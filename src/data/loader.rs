//! Season Loader Module
//! Reads season result CSVs with Polars and tags every row with its season.

use polars::prelude::*;
use std::path::{Path, PathBuf};
use thiserror::Error;
use tracing::info;

use super::{CleanerError, ResultCleaner, COL_SEASON};
use crate::config::DashboardConfig;

#[derive(Error, Debug)]
pub enum LoaderError {
    #[error("Season file not found: {0}")]
    MissingFile(PathBuf),
    #[error("Failed to load CSV: {0}")]
    CsvError(#[from] PolarsError),
    #[error(transparent)]
    Cleaner(#[from] CleanerError),
}

/// The two cleaned, schema-identical season tables.
#[derive(Clone)]
pub struct SeasonPair {
    pub year_a: i32,
    pub year_b: i32,
    pub table_a: DataFrame,
    pub table_b: DataFrame,
}

impl SeasonPair {
    /// Seasons in chronological order, for per-season panels.
    pub fn seasons(&self) -> [(i32, &DataFrame); 2] {
        [(self.year_a, &self.table_a), (self.year_b, &self.table_b)]
    }
}

/// Loads season result files from disk.
pub struct SeasonLoader;

impl SeasonLoader {
    /// Load one raw season table and append the constant `Season` column.
    ///
    /// A missing file is the only recovered failure; every other CSV
    /// problem propagates as a Polars error.
    pub fn load_season(path: &Path, year: i32) -> Result<DataFrame, LoaderError> {
        if !path.exists() {
            return Err(LoaderError::MissingFile(path.to_path_buf()));
        }

        let path_str = path.to_string_lossy().to_string();
        let df = LazyCsvReader::new(&path_str)
            .with_infer_schema_length(Some(10000))
            .with_ignore_errors(true)
            .finish()?
            .with_column(lit(year).alias(COL_SEASON))
            .collect()?;

        info!(rows = df.height(), year, file = %path.display(), "season loaded");
        Ok(df)
    }

    /// Load and clean both configured seasons.
    pub fn load_seasons(cfg: &DashboardConfig) -> Result<SeasonPair, LoaderError> {
        let raw_a = Self::load_season(&cfg.season_a.path, cfg.season_a.year)?;
        let raw_b = Self::load_season(&cfg.season_b.path, cfg.season_b.year)?;

        Ok(SeasonPair {
            year_a: cfg.season_a.year,
            year_b: cfg.season_b.year,
            table_a: ResultCleaner::clean(&raw_a)?,
            table_b: ResultCleaner::clean(&raw_b)?,
        })
    }

    /// Configured season files that are absent from disk.
    pub fn missing_sources(cfg: &DashboardConfig) -> Vec<PathBuf> {
        [&cfg.season_a.path, &cfg.season_b.path]
            .into_iter()
            .filter(|p| !p.exists())
            .cloned()
            .collect()
    }
}

#[cfg(test)]
mod tests {
    use super::*;
    use crate::config::SeasonSource;
    use crate::data::{COL_POINTS, COL_POSITION};
    use std::io::Write;
    use tempfile::NamedTempFile;

    const SEASON_CSV: &str = "\
Track,Driver,Team,Position,Starting Grid,Time/Retired,Points
Bahrain,A,Red,1,2,1:31:44.742,25
Bahrain,B,Blue,DNF,3,DNF,
Jeddah,A,Red,2,1,1:20:43.273,18
";

    fn season_file() -> NamedTempFile {
        let mut file = NamedTempFile::new().unwrap();
        file.write_all(SEASON_CSV.as_bytes()).unwrap();
        file
    }

    #[test]
    fn test_load_season_tags_every_row() {
        let file = season_file();
        let df = SeasonLoader::load_season(file.path(), 2024).unwrap();

        assert_eq!(df.height(), 3);
        let season = df.column(COL_SEASON).unwrap().i32().unwrap();
        assert!(season.into_iter().all(|v| v == Some(2024)));
    }

    #[test]
    fn test_missing_file_is_a_distinct_error() {
        let err = SeasonLoader::load_season(Path::new("no_such_season.csv"), 2024).unwrap_err();
        assert!(matches!(err, LoaderError::MissingFile(_)));
    }

    #[test]
    fn test_load_seasons_produces_identical_schemas() {
        let file_a = season_file();
        let file_b = season_file();
        let cfg = DashboardConfig {
            season_a: SeasonSource {
                path: file_a.path().to_path_buf(),
                year: 2024,
            },
            season_b: SeasonSource {
                path: file_b.path().to_path_buf(),
                year: 2025,
            },
        };

        let pair = SeasonLoader::load_seasons(&cfg).unwrap();
        assert_eq!(
            pair.table_a.get_column_names(),
            pair.table_b.get_column_names()
        );

        // Cleaned values follow the coercion policy.
        let position = pair.table_a.column(COL_POSITION).unwrap().f64().unwrap();
        assert_eq!(position.get(0), Some(1.0));
        assert_eq!(position.get(1), None);
        let points = pair.table_a.column(COL_POINTS).unwrap().f64().unwrap();
        assert_eq!(points.get(1), Some(0.0));
    }

    #[test]
    fn test_missing_sources_lists_absent_files() {
        let file_a = season_file();
        let cfg = DashboardConfig {
            season_a: SeasonSource {
                path: file_a.path().to_path_buf(),
                year: 2024,
            },
            season_b: SeasonSource {
                path: PathBuf::from("no_such_season.csv"),
                year: 2025,
            },
        };

        let missing = SeasonLoader::missing_sources(&cfg);
        assert_eq!(missing, vec![PathBuf::from("no_such_season.csv")]);
    }
}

■ Activity ■
Repeat the data above exactly.

■ Response to the task ■
filename src/data/loader.rs
//! Season Loader Module
//! Reads season result CSVs with Polars and tags every row with its season.

use polars::prelude::*;
use std::path::{Path, PathBuf};
use thiserror::Error;
use tracing::info;

use super::{CleanerError, ResultCleaner, COL_SEASON};
use crate::config::DashboardConfig;

#[derive(Error, Debug)]
pub enum LoaderError {
    #[error("Season file not found: {0}")]
    MissingFile(PathBuf),
    #[error("Failed to load CSV: {0}")]
    CsvError(#[from] PolarsError),
    #[error(transparent)]
    Cleaner(#[from] CleanerError),
}

/// The two cleaned, schema-identical season tables.
#[derive(Clone)]
pub struct SeasonPair {
    pub year_a: i32,
    pub year_b: i32,
    pub table_a: DataFrame,
    pub table_b: DataFrame,
}

impl SeasonPair {
    /// Seasons in chronological order, for per-season panels.
    pub fn seasons(&self) -> [(i32, &DataFrame); 2] {
        [(self.year_a, &self.table_a), (self.year_b, &self.table_b)]
    }
}

/// Loads season result files from disk.
pub struct SeasonLoader;

impl SeasonLoader {
    /// Load one raw season table and append the constant `Season` column.
    ///
    /// A missing file is the only recovered failure; every other CSV
    /// problem propagates as a Polars error.
    pub fn load_season(path: &Path, year: i32) -> Result<DataFrame, LoaderError> {
        if !path.exists() {
            return Err(LoaderError::MissingFile(path.to_path_buf()));
        }

        let path_str = path.to_string_lossy().to_string();
        let df = LazyCsvReader::new(&path_str)
            .with_infer_schema_length(Some(10000))
            .with_ignore_errors(true)
            .finish()?
            .with_column(lit(year).alias(COL_SEASON))
            .collect()?;

        info!(rows = df.height(), year, file = %path.display(), "season loaded");
        Ok(df)
    }

    /// Load and clean both configured seasons.
    pub fn load_seasons(cfg: &DashboardConfig) -> Result<SeasonPair, LoaderError> {
        let raw_a = Self::load_season(&cfg.season_a.path, cfg.season_a.year)?;
        let raw_b = Self::load_season(&cfg.season_b.path, cfg.season_b.year)?;

        Ok(SeasonPair {
            year_a: cfg.season_a.year,
            year_b: cfg.season_b.year,
            table_a: ResultCleaner::clean(&raw_a)?,
            table_b: ResultCleaner::clean(&raw_b)?,
        })
    }

    /// Configured season files that are absent from disk.
    pub fn missing_sources(cfg: &DashboardConfig) -> Vec<PathBuf> {
        [&cfg.season_a.path, &cfg.season_b.path]
            .into_iter()
            .filter(|p| !p.exists())
            .cloned()
            .collect()
    }
}

#[cfg(test)]
mod tests {
    use super::*;
    use crate::config::SeasonSource;
    use crate::data::{COL_POINTS, COL_POSITION};
    use std::io::Write;
    use tempfile::NamedTempFile;

    const SEASON_CSV: &str = "\
Track,Driver,Team,Position,Starting Grid,Time/Retired,Points
Bahrain,A,Red,1,2,1:31:44.742,25
Bahrain,B,Blue,DNF,3,DNF,
Jeddah,A,Red,2,1,1:20:43.273,18
";

    fn season_file() -> NamedTempFile {
        let mut file = NamedTempFile::new().unwrap();
        file.write_all(SEASON_CSV.as_bytes()).unwrap();
        file
    }

    #[test]
    fn test_load_season_tags_every_row() {
        let file = season_file();
        let df = SeasonLoader::load_season(file.path(), 2024).unwrap();

        assert_eq!(df.height(), 3);
        let season = df.column(COL_SEASON).unwrap().i32().unwrap();
        assert!(season.into_iter().all(|v| v == Some(2024)));
    }

    #[test]
    fn test_missing_file_is_a_distinct_error() {
        let err = SeasonLoader::load_season(Path::new("no_such_season.csv"), 2024).unwrap_err();
        assert!(matches!(err, LoaderError::MissingFile(_)));
    }

    #[test]
    fn test_load_seasons_produces_identical_schemas() {
        let file_a = season_file();
        let file_b = season_file();
        let cfg = DashboardConfig {
            season_a: SeasonSource {
                path: file_a.path().to_path_buf(),
                year: 2024,
            },
            season_b: SeasonSource {
                path: file_b.path().to_path_buf(),
                year: 2025,
            },
        };

        let pair = SeasonLoader::load_seasons(&cfg).unwrap();
        assert_eq!(
            pair.table_a.get_column_names(),
            pair.table_b.get_column_names()
        );

        // Cleaned values follow the coercion policy.
        let position = pair.table_a.column(COL_POSITION).unwrap().f64().unwrap();
        assert_eq!(position.get(0), Some(1.0));
        assert_eq!(position.get(1), None);
        let points = pair.table_a.column(COL_POINTS).unwrap().f64().unwrap();
        assert_eq!(points.get(1), Some(0.0));
    }

    #[test]
    fn test_missing_sources_lists_absent_files() {
        let file_a = season_file();
        let cfg = DashboardConfig {
            season_a: SeasonSource {
                path: file_a.path().to_path_buf(),
                year: 2024,
            },
            season_b: SeasonSource {
                path: PathBuf::from("no_such_season.csv"),
                year: 2025,
            },
        };

        let missing = SeasonLoader::missing_sources(&cfg);
        assert_eq!(missing, vec![PathBuf::from("no_such_season.csv")]);
    }
}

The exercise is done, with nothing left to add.